The Precipice (1869), Goncharov’s last novel, presents a sympathetic picture of a searching young Russia (in the image of Vera), criticizes gentry liberalism and dilettantism, and depicts the collapse of the “old truths.” Yet it also contains a prejudiced treatment of the nihilists (in the image of Mark Volokhov) and an attempt to find positive qualities in the milieu of the landowner (in the image of the grandmother).

In his last years Goncharov wrote the studies “Old Time Servants” and the “Inconstancy of Fate,” critical articles, and the story “A Literary Evening.” In his best article. “A Million Torments,” Goncharov gave a subtle evaluation of A. S. Griboedov’s Woe From Wit and of its stage presentation. Goncharov also wrote interesting commentaries on his own works: “Introduction to the Novel The Precipice” (1869, published in 1938), “The Intentions, Goals, and Ideas of the Novel The Precipice” (1876, published in 1895), and “Better Late Than Never” (published in 1879).

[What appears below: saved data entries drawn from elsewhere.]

// Copyright (c) 2025 Soumyadip Sarkar.
// All rights reserved.
//
// This source code is licensed under the license found in the
// LICENSE file in the root directory of this source tree.

use crate::assistant::{InsightProvider, ask};
use crate::book::Book;
use anyhow::Result;

/// Without a question the assistant offers a saving tip.
pub fn handle(book: &Book, provider: &dyn InsightProvider, m: &clap::ArgMatches) -> Result<()> {
    let question: Vec<&str> = m
        .get_many::<String>("question")
        .map(|v| v.map(String::as_str).collect())
        .unwrap_or_default();
    let question = question.join(" ");
    let q = Some(question.as_str()).filter(|q| !q.trim().is_empty());
    println!("{}", ask(provider, book.transactions(), q));
    Ok(())
}
// Copyright (c) 2025 Soumyadip Sarkar.
// All rights reserved.
//
// This source code is licensed under the license found in the
// LICENSE file in the root directory of this source tree.

//! Process-wide context: the book, the sync coordinator and loaded settings.
//! One `App` lives for the whole process, so the debounce timer spans every
//! command run in a `shell` session.

use crate::assistant::GeminiClient;
use crate::book::Book;
use crate::commands;
use crate::config::{self, Settings};
use crate::db;
use crate::models::LedgerScope;
use crate::sync::remote::{CloudBackend, SupabaseClient};
use crate::sync::{PullOutcome, SyncCoordinator};
use crate::utils::http_client;
use anyhow::Result;
use clap::ArgMatches;
use rusqlite::Connection;
use std::sync::Arc;
use std::time::Duration;
use tracing::{debug, info};

const CLOUD_TIMEOUT: Duration = Duration::from_secs(15);
const ASSISTANT_TIMEOUT: Duration = Duration::from_secs(60);

pub struct App {
    pub book: Book,
    pub sync: SyncCoordinator,
    pub settings: Settings,
    cloud: Option<Arc<SupabaseClient>>,
}

impl App {
    /// Loads settings and local state, then connects the cloud client if
    /// credentials are stored.
    pub fn open(conn: Connection) -> Result<Self> {
        let mut app = Self::offline(conn)?;
        app.connect_cloud()?;
        Ok(app)
    }

    /// Like [`App::open`] without touching the network.
    pub fn offline(conn: Connection) -> Result<Self> {
        let settings = Settings::load(&conn)?;
        let sync = SyncCoordinator::new(settings.quiet_window);
        Ok(Self {
            book: Book::open(conn),
            sync,
            settings,
            cloud: None,
        })
    }

    pub fn connection(&self) -> &Connection {
        self.book.connection()
    }

    /// (Re)builds the cloud client from stored credentials. Without
    /// credentials the coordinator goes back to unconfigured.
    pub fn connect_cloud(&mut self) -> Result<()> {
        let Some(creds) = config::remote_credentials(self.connection())? else {
            self.disconnect_cloud();
            return Ok(());
        };
        let client = Arc::new(SupabaseClient::new(http_client(CLOUD_TIMEOUT)?, creds));
        client.restore_session(config::remote_session(self.connection())?);
        self.cloud = Some(Arc::clone(&client));
        self.attach_backend(client);
        debug!(state = %self.sync.state(), "cloud client connected");
        Ok(())
    }

    /// Attaches any backend and routes book commits to its upload worker.
    pub fn attach_backend(&mut self, backend: Arc<dyn CloudBackend>) {
        self.sync.attach(backend);
        match self.sync.commit_hook() {
            Some(hook) => self.book.set_commit_hook(hook),
            None => self.book.clear_commit_hook(),
        }
    }

    pub fn disconnect_cloud(&mut self) {
        self.book.clear_commit_hook();
        self.sync.detach();
        self.cloud = None;
    }

    /// Downloads once at startup when enabled and signed in.
    pub fn startup_pull(&mut self) -> PullOutcome {
        if !self.settings.pull_on_start || !self.sync.is_signed_in() {
            return PullOutcome::Skipped;
        }
        let outcome = self.sync.pull(&mut self.book);
        info!(%outcome, "startup download");
        outcome
    }

    /// Stores the client's current session (tokens may have been refreshed).
    pub fn persist_session(&self) -> Result<()> {
        match &self.cloud {
            Some(client) => config::save_remote_session(self.connection(), client.session().as_ref()),
            None => Ok(()),
        }
    }

    /// Active ledger scope, repaired if the stored ledger was deleted.
    pub fn scope(&self) -> LedgerScope {
        self.book.rescope(&self.settings.active_ledger)
    }

    pub fn set_scope(&mut self, scope: LedgerScope) -> Result<()> {
        config::set_active_ledger(self.connection(), &scope)?;
        self.settings.active_ledger = scope;
        Ok(())
    }

    pub fn reload_settings(&mut self) -> Result<()> {
        self.settings = Settings::load(self.connection())?;
        Ok(())
    }

    pub fn assistant(&self) -> Result<GeminiClient> {
        Ok(GeminiClient::new(
            http_client(ASSISTANT_TIMEOUT)?,
            self.settings.assistant_api_key.clone(),
            &self.settings.assistant_model,
        )?)
    }

    /// Sends a pending upload before the process goes away.
    pub fn shutdown(&mut self) -> Result<()> {
        self.sync.flush();
        self.persist_session()
    }

    pub fn dispatch(&mut self, matches: &ArgMatches) -> Result<()> {
        match matches.subcommand() {
            Some(("init", _)) => {
                println!("Database initialized at {}", db::db_path()?.display());
            }
            Some(("tx", sub)) => {
                let scope = self.scope();
                commands::transactions::handle(&mut self.book, &scope, sub)?
            }
            Some(("category", sub)) => commands::categories::handle(&mut self.book, sub)?,
            Some(("ledger", sub)) => commands::ledgers::handle(self, sub)?,
            Some(("budget", sub)) => {
                let scope = self.scope();
                commands::budgets::handle(&mut self.book, &scope, sub)?
            }
            Some(("report", sub)) => commands::reports::handle(&self.book, sub)?,
            Some(("smart", sub)) => {
                let parser = self.assistant()?;
                let scope = self.scope();
                commands::smart::handle(&mut self.book, &parser, &scope, sub)?
            }
            Some(("ask", sub)) => {
                let provider = self.assistant()?;
                commands::ask::handle(&self.book, &provider, sub)?
            }
            Some(("export", sub)) => commands::exporter::handle(&self.book, sub)?,
            Some(("import", sub)) => commands::importer::handle(&mut self.book, sub)?,
            Some(("cloud", sub)) => commands::cloud::handle(self, sub)?,
            Some(("config", sub)) => commands::settings::handle(self, sub)?,
            Some(("shell", _)) => crate::shell::run(self)?,
            _ => {
                crate::cli::build_cli().print_help()?;
                println!();
            }
        }
        Ok(())
    }
}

Goncharov has entered Russian and world literature as a master of realistic prose. His novels represent an original trilogy that reflects the essential aspects of the life of Russian society in the 1840’s. I850’s. and 1860’s. Goncharov’s three novels are united by the same problems and group of character types, whose features reappear in each novel but who evolve with the changes in Russian society. Aleksandr Aduev from A Common Story corresponds to Raiskii of The Precipice and to Oblomov, just as Petr Aduev corresponds to Stolz and to Tushin. Even though he valued entrepreneurs for being sober businessmen who would end the feudal, country-estate style of life, Goncharov nevertheless did not accept their narrow-mindedness and unabashed egoism, which he revealed in his first novel in the character of Petr Aduev.

The female characters he created are artistically perfect; the heroines are distinguished by their energy, intelligence, moral strength, and faith in the high destiny of man. The characters of Lizaveta Aleksandrovna in A Common Story, Olga in Oblomov, and Vera in The Precipice reflect the progressive aspirations of Russian society and are among the best female characters in Russian literature.

Each part of the trilogy shows how stagnation and apathy are replaced by awakening. A Common Story, in Goncharov’s own words, shows “the disintegration of the old ideas and morals—sentimentality, caricatured exaggeration of the feelings of friendship and love, poetry, and idleness” and the necessity of “the struggle with the all-Russian stagnation.” In Oblomov the center of gravity becomes the exposure of the country estate based on serf laboras the source of the parasitism of the landlord. The basis of The Precipice is the awakening of a “potential oblomovite” (Raiskii) and of the young forces from the gentry intelligentsia (Vera), who are contrasted with a prereform nihilist (Mark Volokhov).

In his article “What Is Oblomovism?” Dobroliubov characterized the uniqueness of Goncharov’s realism as the “ability to capture a complete image of the subject, to execute it clearly and distinctly, to sculpture it” (Sobr. soch., vol. 4, 1962, p. 310). V. I. Lenin often made use of the Oblomov type, seeing in it the embodiment of patriarchism, backwardness, parasitism, laziness, and inertia.